Stored data:
···

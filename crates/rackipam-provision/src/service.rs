use crate::store::IpRecordStore;
use chrono::Utc;
use rackipam_cidr::{generate_ip_records, parse_cidr, validate_cidr, GenerateOptions};
use rackipam_core::config::ProvisioningConfig;
use rackipam_core::error::{Error, Result};
use rackipam_core::types::{IpAddressRecord, Subnet, SubnetUsage};
use serde::{Deserialize, Serialize};
use tracing::{debug, info, warn};
use uuid::Uuid;

/// Request to generate and persist the address records of a subnet.
#[derive(Debug, Clone, Serialize, Deserialize)]
pub struct ProvisionRequest {
    pub subnet_id: Uuid,
    pub cidr: String,
    /// Falls back to the configured default when absent
    #[serde(default)]
    pub reserve_gateway: Option<bool>,
    #[serde(default)]
    pub gateway_name: Option<String>,
}

/// Result of a provisioning run. `count` is the number of rows newly
/// inserted, which is also the partial progress when `success` is false.
#[derive(Debug, Clone, PartialEq, Eq, Serialize, Deserialize)]
pub struct ProvisionOutcome {
    pub success: bool,
    pub count: usize,
    #[serde(skip_serializing_if = "Option::is_none")]
    pub error: Option<String>,
}

impl ProvisionOutcome {
    fn succeeded(count: usize) -> Self {
        Self {
            success: true,
            count,
            error: None,
        }
    }

    fn failed(count: usize, error: impl Into<String>) -> Self {
        Self {
            success: false,
            count,
            error: Some(error.into()),
        }
    }
}

/// Whether a VLAN has subnets, and whether any of them hold addresses.
#[derive(Debug, Clone, Default, PartialEq, Eq, Serialize, Deserialize)]
pub struct VlanIpStatus {
    pub has_subnets: bool,
    pub has_ips: bool,
    /// First subnet holding addresses, else the first subnet of the VLAN
    pub subnet_id: Option<Uuid>,
}

#[derive(Debug, Clone, Serialize, Deserialize)]
pub struct NewSubnet {
    pub cidr: String,
    #[serde(default)]
    pub name: Option<String>,
    #[serde(default)]
    pub vlan_id: Option<Uuid>,
    #[serde(default)]
    pub description: Option<String>,
}

pub struct ProvisioningService<S> {
    store: S,
    config: ProvisioningConfig,
}

impl<S: IpRecordStore> ProvisioningService<S> {
    pub fn new(store: S, config: ProvisioningConfig) -> Self {
        Self { store, config }
    }

    pub fn store(&self) -> &S {
        &self.store
    }

    fn generate_options(&self, req: &ProvisionRequest) -> GenerateOptions {
        GenerateOptions {
            reserve_gateway: req.reserve_gateway.unwrap_or(self.config.reserve_gateway),
            gateway_name: Some(
                req.gateway_name
                    .clone()
                    .unwrap_or_else(|| self.config.gateway_name.clone()),
            ),
        }
    }

    /// Generate the address records of an IPv4 subnet and persist them in
    /// serial batches.
    ///
    /// Safe to repeat: rows that already exist are skipped, so a second run
    /// reports `count == 0`. A store failure stops the run and reports the
    /// rows committed so far; those batches stay in place.
    pub async fn generate_and_upsert_ips_for_subnet(
        &self,
        req: &ProvisionRequest,
    ) -> ProvisionOutcome {
        let Some(info) = parse_cidr(&req.cidr) else {
            return ProvisionOutcome::failed(0, format!("invalid CIDR: {}", req.cidr));
        };
        if !info.is_ipv4() {
            return ProvisionOutcome::failed(
                0,
                format!(
                    "bulk address generation is only supported for IPv4, got {}",
                    info.cidr
                ),
            );
        }

        match self.store.get_subnet(&req.subnet_id).await {
            Ok(Some(subnet)) if subnet.cidr != info.cidr => {
                return ProvisionOutcome::failed(
                    0,
                    format!(
                        "{} does not match subnet {} ({})",
                        info.cidr, req.subnet_id, subnet.cidr
                    ),
                );
            }
            Ok(Some(_)) => {}
            Ok(None) => {
                return ProvisionOutcome::failed(
                    0,
                    Error::SubnetNotFound(req.subnet_id.to_string()).to_string(),
                );
            }
            Err(e) => return ProvisionOutcome::failed(0, e.to_string()),
        }

        let records = generate_ip_records(&info.cidr, &self.generate_options(req));
        if records.is_empty() {
            return ProvisionOutcome::failed(0, format!("no addresses generated for {}", info.cidr));
        }

        let batch_size = self.config.batch_size.max(1);
        info!(
            subnet_id = %req.subnet_id,
            cidr = %info.cidr,
            records = records.len(),
            batch_size,
            "provisioning subnet addresses"
        );

        let mut inserted = 0;
        for (batch, chunk) in records.chunks(batch_size).enumerate() {
            match self.store.insert_ip_records(&req.subnet_id, chunk).await {
                Ok(n) => {
                    inserted += n;
                    debug!(subnet_id = %req.subnet_id, batch, inserted = n, "batch stored");
                }
                Err(e) => {
                    warn!(
                        subnet_id = %req.subnet_id,
                        batch,
                        inserted,
                        "provisioning stopped: {e}"
                    );
                    return ProvisionOutcome::failed(inserted, e.to_string());
                }
            }
        }

        info!(subnet_id = %req.subnet_id, inserted, "subnet provisioned");
        ProvisionOutcome::succeeded(inserted)
    }

    /// Whether provisioning has already stored addresses for the subnet.
    /// Store errors are logged and reported as `false`.
    pub async fn check_subnet_has_ips(&self, subnet_id: &Uuid) -> bool {
        match self.store.count_subnet_ips(subnet_id).await {
            Ok(n) => n > 0,
            Err(e) => {
                warn!(%subnet_id, "ip count failed: {e}");
                false
            }
        }
    }

    pub async fn check_vlan_has_subnets_with_ips(&self, vlan_id: &Uuid) -> VlanIpStatus {
        let subnets = match self.store.list_vlan_subnets(vlan_id).await {
            Ok(subnets) => subnets,
            Err(e) => {
                warn!(%vlan_id, "subnet lookup failed: {e}");
                return VlanIpStatus::default();
            }
        };
        let Some(first) = subnets.first() else {
            return VlanIpStatus::default();
        };

        for subnet in &subnets {
            if self.check_subnet_has_ips(&subnet.id).await {
                return VlanIpStatus {
                    has_subnets: true,
                    has_ips: true,
                    subnet_id: Some(subnet.id),
                };
            }
        }

        VlanIpStatus {
            has_subnets: true,
            has_ips: false,
            subnet_id: Some(first.id),
        }
    }

    /// Create a subnet from user input. The canonical CIDR is stored, and the
    /// store refuses a block overlapping any existing subnet. Returns the subnet
    /// together with the validation warnings.
    pub async fn create_subnet(&self, new: NewSubnet) -> Result<(Subnet, Vec<String>)> {
        let validation = validate_cidr(&new.cidr);
        if !validation.valid {
            return Err(Error::InvalidCidr(validation.errors.join("; ")));
        }
        let info = parse_cidr(&new.cidr).ok_or_else(|| Error::InvalidCidr(new.cidr.clone()))?;

        let now = Utc::now();
        let subnet = Subnet {
            id: Uuid::new_v4(),
            name: new
                .name
                .filter(|n| !n.trim().is_empty())
                .unwrap_or_else(|| info.cidr.clone()),
            cidr: info.cidr,
            vlan_id: new.vlan_id,
            description: new.description,
            created_at: now,
            updated_at: now,
        };
        self.store.create_subnet(&subnet).await?;

        info!(subnet_id = %subnet.id, cidr = %subnet.cidr, "subnet created");
        Ok((subnet, validation.warnings))
    }

    pub async fn subnet_usage(&self, subnet_id: &Uuid) -> Result<SubnetUsage> {
        if self.store.get_subnet(subnet_id).await?.is_none() {
            return Err(Error::SubnetNotFound(subnet_id.to_string()));
        }
        let records = self.store.list_subnet_ips(subnet_id).await?;
        Ok(SubnetUsage::from_records(&records))
    }

    /// Occupancy summed over every subnet of a VLAN.
    pub async fn vlan_usage(&self, vlan_id: &Uuid) -> Result<SubnetUsage> {
        let mut usage = SubnetUsage::default();
        for subnet in self.store.list_vlan_subnets(vlan_id).await? {
            let records = self.store.list_subnet_ips(&subnet.id).await?;
            usage.merge(&SubnetUsage::from_records(&records));
        }
        Ok(usage)
    }

    pub async fn claim_ip(
        &self,
        subnet_id: &Uuid,
        ip: &str,
        equipment_id: &Uuid,
    ) -> Result<IpAddressRecord> {
        let record = self.store.claim_ip(subnet_id, ip, equipment_id).await?;
        info!(%subnet_id, ip, %equipment_id, "address claimed");
        Ok(record)
    }

    pub async fn release_ip(
        &self,
        subnet_id: &Uuid,
        ip: &str,
        expected_owner: Option<&Uuid>,
    ) -> Result<IpAddressRecord> {
        let record = self.store.release_ip(subnet_id, ip, expected_owner).await?;
        info!(%subnet_id, ip, "address released");
        Ok(record)
    }
}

···

Each line that contains the string "IpRecordStore" should be copied from the data above.

use crate::store::IpRecordStore;
impl<S: IpRecordStore> ProvisioningService<S> {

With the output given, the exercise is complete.